## WHAT YOU HAVE TO DO
Answer with a single number stating how many lines of the entries below include the string "DeadlinePassed".
*** MATERIAL PROVIDED Section Begins ***
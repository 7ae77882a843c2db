//! Telegram Bot API deserialization types.

use serde::Deserialize;

#[derive(Debug, Deserialize)]
pub(crate) struct TgResponse<T> {
    pub ok: bool,
    pub result: Option<T>,
    pub description: Option<String>,
}

#[derive(Debug, Deserialize)]
pub(crate) struct TgSentMessage {
    pub message_id: i64,
}
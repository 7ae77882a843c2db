//! Tests for the Telegram gateway.

use super::types::*;
use super::TelegramNotifier;
use deadliner_core::error::DeadlinerError;
use deadliner_core::traits::Notifier;
use serde_json::json;
use wiremock::matchers::{body_partial_json, method, path};
use wiremock::{Mock, MockServer, ResponseTemplate};

fn ok_response() -> ResponseTemplate {
    ResponseTemplate::new(200).set_body_json(json!({
        "ok": true,
        "result": {"message_id": 77, "chat": {"id": 42, "type": "private"}}
    }))
}

fn notifier_for(server: &MockServer) -> TelegramNotifier {
    TelegramNotifier::with_base_url(format!("{}/bot123:abc", server.uri()))
}

#[test]
fn test_tg_response_error_shape() {
    let resp: TgResponse<TgSentMessage> = serde_json::from_str(
        r#"{"ok": false, "error_code": 403, "description": "Forbidden: bot was blocked by the user"}"#,
    )
    .unwrap();
    assert!(!resp.ok);
    assert!(resp.result.is_none());
    assert_eq!(
        resp.description.as_deref(),
        Some("Forbidden: bot was blocked by the user")
    );
}

#[tokio::test]
async fn test_send_posts_html_message() {
    let server = MockServer::start().await;
    Mock::given(method("POST"))
        .and(path("/bot123:abc/sendMessage"))
        .and(body_partial_json(json!({
            "chat_id": 42,
            "text": "<b>hi</b>",
            "parse_mode": "HTML",
        })))
        .respond_with(ok_response())
        .expect(1)
        .mount(&server)
        .await;

    let notifier = notifier_for(&server);
    assert_eq!(notifier.name(), "telegram");
    notifier.send(42, "<b>hi</b>").await.unwrap();
}

#[tokio::test]
async fn test_send_reports_api_error() {
    let server = MockServer::start().await;
    Mock::given(method("POST"))
        .and(path("/bot123:abc/sendMessage"))
        .respond_with(ResponseTemplate::new(403).set_body_json(json!({
            "ok": false,
            "error_code": 403,
            "description": "Forbidden: bot was blocked by the user",
        })))
        .mount(&server)
        .await;

    let err = notifier_for(&server).send(42, "hi").await.unwrap_err();
    assert!(matches!(err, DeadlinerError::Gateway(_)));
    assert!(err.to_string().contains("blocked by the user"), "{err}");
}

#[tokio::test]
async fn test_send_falls_back_to_plain_text() {
    let server = MockServer::start().await;
    Mock::given(method("POST"))
        .and(path("/bot123:abc/sendMessage"))
        .and(body_partial_json(json!({"parse_mode": "HTML"})))
        .respond_with(ResponseTemplate::new(400).set_body_json(json!({
            "ok": false,
            "error_code": 400,
            "description": "Bad Request: can't parse entities: unsupported start tag",
        })))
        .with_priority(1)
        .expect(1)
        .mount(&server)
        .await;
    Mock::given(method("POST"))
        .and(path("/bot123:abc/sendMessage"))
        .respond_with(ok_response())
        .expect(1)
        .mount(&server)
        .await;

    notifier_for(&server)
        .send(42, "<x>broken</x>")
        .await
        .unwrap();
}

#[tokio::test]
async fn test_send_splits_long_messages() {
    let server = MockServer::start().await;
    Mock::given(method("POST"))
        .and(path("/bot123:abc/sendMessage"))
        .respond_with(ok_response())
        .expect(2)
        .mount(&server)
        .await;

    let text = "line\n".repeat(1000);
    notifier_for(&server).send(42, &text).await.unwrap();
}

#[tokio::test]
async fn test_unreachable_gateway_is_error() {
    let notifier = TelegramNotifier::with_base_url("http://127.0.0.1:1/bot0");
    let err = notifier.send(42, "hi").await.unwrap_err();
    assert!(matches!(err, DeadlinerError::Gateway(_)));
}
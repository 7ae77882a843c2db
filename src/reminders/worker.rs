//! Background worker: claims due jobs from the queue and runs them.

use super::dispatcher::{DispatchOutcome, ReminderDispatcher};
use deadliner_core::{error::DeadlinerError, traits::Clock};
use deadliner_store::Store;
use std::sync::Arc;
use std::time::Duration;
use tokio::sync::watch;
use tokio::task::JoinSet;
use tracing::{error, info, warn};

/// Finished jobs are purged once every this many polls.
const PURGE_EVERY_TICKS: u64 = 240;

/// Polls the job queue and hands due jobs to the dispatcher.
pub struct ReminderWorker {
    store: Store,
    dispatcher: Arc<ReminderDispatcher>,
    clock: Arc<dyn Clock>,
    poll_interval: Duration,
    batch_size: u32,
    requeue_interrupted: bool,
    job_retention: chrono::Duration,
}

impl ReminderWorker {
    pub fn new(
        store: Store,
        dispatcher: Arc<ReminderDispatcher>,
        clock: Arc<dyn Clock>,
        poll_interval: Duration,
        batch_size: u32,
    ) -> Self {
        Self {
            store,
            dispatcher,
            clock,
            poll_interval,
            batch_size: batch_size.max(1),
            requeue_interrupted: true,
            job_retention: chrono::Duration::days(7),
        }
    }

    pub fn with_requeue_interrupted(mut self, requeue: bool) -> Self {
        self.requeue_interrupted = requeue;
        self
    }

    /// How long `done` and `cancelled` jobs are kept.
    pub fn with_job_retention(mut self, retention: chrono::Duration) -> Self {
        self.job_retention = retention;
        self
    }

    /// Run until `shutdown` flips to `true` (or its sender is dropped).
    pub async fn run(self, mut shutdown: watch::Receiver<bool>) {
        if self.requeue_interrupted {
            if let Err(e) = self.store.requeue_interrupted_jobs().await {
                error!("reminder worker: failed to re-queue interrupted jobs: {e}");
            }
        }
        self.purge_finished().await;
        info!(
            "reminder worker started (poll every {}s, batch {})",
            self.poll_interval.as_secs(),
            self.batch_size
        );

        let mut polls: u64 = 0;
        loop {
            match self.tick().await {
                Ok(0) => {}
                Ok(n) => info!("reminder worker: processed {n} job(s)"),
                Err(e) => error!("reminder worker: poll failed: {e}"),
            }
            polls += 1;
            if polls % PURGE_EVERY_TICKS == 0 {
                self.purge_finished().await;
            }

            tokio::select! {
                _ = tokio::time::sleep(self.poll_interval) => {}
                changed = shutdown.changed() => {
                    if changed.is_err() || *shutdown.borrow() {
                        break;
                    }
                }
            }
        }

        info!("reminder worker stopped");
    }

    /// Drop finished and cancelled jobs older than the retention window.
    /// Returns how many were removed; failures are logged.
    pub async fn purge_finished(&self) -> u64 {
        let cutoff = self.clock.now() - self.job_retention;
        match self.store.purge_finished_jobs(cutoff).await {
            Ok(0) => 0,
            Ok(n) => {
                info!("reminder worker: purged {n} finished job(s)");
                n
            }
            Err(e) => {
                warn!("reminder worker: failed to purge finished jobs: {e}");
                0
            }
        }
    }

    /// Claim and run one batch of due jobs. Returns how many were run.
    pub async fn tick(&self) -> Result<usize, DeadlinerError> {
        let jobs = self
            .store
            .claim_due_jobs(self.clock.now(), self.batch_size)
            .await?;
        if jobs.is_empty() {
            return Ok(0);
        }

        let mut set = JoinSet::new();
        for job in jobs {
            let dispatcher = self.dispatcher.clone();
            set.spawn(async move {
                let outcome = dispatcher.dispatch(&job).await;
                (job, outcome)
            });
        }

        let mut processed = 0;
        while let Some(joined) = set.join_next().await {
            let (job, outcome) = match joined {
                Ok(result) => result,
                Err(e) => {
                    // The job stays `running` and is re-queued on next start.
                    error!("reminder worker: dispatch task panicked: {e}");
                    continue;
                }
            };
            if let DispatchOutcome::Failed(ref reason) = outcome {
                warn!("reminder worker: job {} failed: {reason}", job.id);
            }
            if let Err(e) = self.store.finish_job(&job.id, &outcome.label()).await {
                error!("reminder worker: failed to finish job {}: {e}", job.id);
            }
            processed += 1;
        }
        Ok(processed)
    }
}
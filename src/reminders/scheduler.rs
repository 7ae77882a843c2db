//! Translate task lifecycle events into deferred-job operations.

use deadliner_core::{
    error::DeadlinerError,
    job::CancelOutcome,
    task::Task,
    traits::{Clock, HandleStore, JobQueue},
};
use std::fmt;
use std::sync::Arc;
use tracing::{debug, info};

/// Why a scheduling call did nothing.
#[derive(Debug, Clone, Copy, PartialEq, Eq)]
pub enum SkipReason {
    /// The owner reference carries no usable chat id.
    NoOwner,
    /// The deadline is not in the future.
    DeadlinePassed,
}

impl fmt::Display for SkipReason {
    fn fmt(&self, f: &mut fmt::Formatter<'_>) -> fmt::Result {
        match self {
            Self::NoOwner => f.write_str("no messaging identity"),
            Self::DeadlinePassed => f.write_str("deadline already passed"),
        }
    }
}

/// What a scheduling call did.
#[derive(Debug, Clone, PartialEq, Eq)]
pub enum ScheduleOutcome {
    /// A new job is outstanding. `replaced` is true when a pending job was
    /// cancelled to make room for it.
    Scheduled { job_id: String, replaced: bool },
    /// Any outstanding job was cancelled and the handle removed.
    Cleared { cancelled: bool },
    Skipped(SkipReason),
}

impl fmt::Display for ScheduleOutcome {
    fn fmt(&self, f: &mut fmt::Formatter<'_>) -> fmt::Result {
        match self {
            Self::Scheduled {
                job_id,
                replaced: true,
            } => write!(f, "rescheduled as job {job_id}"),
            Self::Scheduled { job_id, .. } => write!(f, "scheduled as job {job_id}"),
            Self::Cleared { cancelled: true } => f.write_str("pending reminder cancelled"),
            Self::Cleared { cancelled: false } => f.write_str("no pending reminder"),
            Self::Skipped(reason) => write!(f, "not scheduled: {reason}"),
        }
    }
}

/// Decides, per task event, whether to cancel, schedule, or do nothing.
///
/// Every path that schedules first cancels the outstanding job, so a task
/// never has two live jobs.
#[derive(Clone)]
pub struct ReminderScheduler {
    queue: Arc<dyn JobQueue>,
    handles: Arc<dyn HandleStore>,
    clock: Arc<dyn Clock>,
}

impl ReminderScheduler {
    pub fn new(
        queue: Arc<dyn JobQueue>,
        handles: Arc<dyn HandleStore>,
        clock: Arc<dyn Clock>,
    ) -> Self {
        Self {
            queue,
            handles,
            clock,
        }
    }

    /// A task was created.
    pub async fn on_task_created(&self, task: &Task) -> Result<ScheduleOutcome, DeadlinerError> {
        if task.chat_id().is_none() {
            info!("reminders: task '{}' has no messaging identity, skipping", task.name);
            return Ok(ScheduleOutcome::Skipped(SkipReason::NoOwner));
        }
        if task.deadline <= self.clock.now() {
            info!(
                "reminders: deadline of task '{}' already passed, not scheduling",
                task.name
            );
            return Ok(ScheduleOutcome::Skipped(SkipReason::DeadlinePassed));
        }
        self.reschedule(task).await
    }

    /// A task was updated. Reschedules unconditionally, even when the
    /// deadline itself did not change.
    pub async fn on_task_updated(&self, task: &Task) -> Result<ScheduleOutcome, DeadlinerError> {
        if task.chat_id().is_none() {
            info!("reminders: task '{}' has no messaging identity, skipping", task.name);
            return Ok(ScheduleOutcome::Skipped(SkipReason::NoOwner));
        }
        if task.deadline <= self.clock.now() {
            info!(
                "reminders: deadline of task '{}' moved into the past, dropping reminder",
                task.name
            );
            return self.on_deadline_passed_cleanup(task).await;
        }
        self.reschedule(task).await
    }

    /// The task's deadline is observed to be in the past.
    pub async fn on_deadline_passed_cleanup(
        &self,
        task: &Task,
    ) -> Result<ScheduleOutcome, DeadlinerError> {
        self.clear(&task.id).await
    }

    /// A task was deleted.
    pub async fn on_task_deleted(&self, task_id: &str) -> Result<ScheduleOutcome, DeadlinerError> {
        self.clear(task_id).await
    }

    /// Cancel whatever is outstanding, schedule at the task's deadline, and
    /// record the new handle.
    async fn reschedule(&self, task: &Task) -> Result<ScheduleOutcome, DeadlinerError> {
        let replaced = self.cancel_outstanding(&task.id).await?;
        let job_id = self.queue.schedule(&task.id, task.deadline).await?;
        self.handles.set_handle(&task.id, &job_id).await?;

        info!(
            "reminders: scheduled reminder for task '{}' at {} (job {job_id})",
            task.name, task.deadline
        );
        Ok(ScheduleOutcome::Scheduled { job_id, replaced })
    }

    async fn clear(&self, task_id: &str) -> Result<ScheduleOutcome, DeadlinerError> {
        let cancelled = self.cancel_outstanding(task_id).await?;
        Ok(ScheduleOutcome::Cleared { cancelled })
    }

    /// Cancel the task's outstanding job, if any, and delete its handle.
    /// Returns whether a pending job was actually cancelled.
    async fn cancel_outstanding(&self, task_id: &str) -> Result<bool, DeadlinerError> {
        let Some(job_id) = self.handles.get_handle(task_id).await? else {
            return Ok(false);
        };

        let cancelled = match self.queue.cancel(&job_id).await? {
            CancelOutcome::Cancelled => {
                debug!("reminders: cancelled job {job_id} for task {task_id}");
                true
            }
            CancelOutcome::NothingToCancel => {
                // Fired, cancelled elsewhere, or never known to the queue.
                info!("reminders: job {job_id} for task {task_id} already gone, dropping stale handle");
                false
            }
        };
        self.handles.delete_handle(task_id).await?;
        Ok(cancelled)
    }
}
*** MATERIAL PROVIDED Section Ends ***
## TASK RESPONSE
3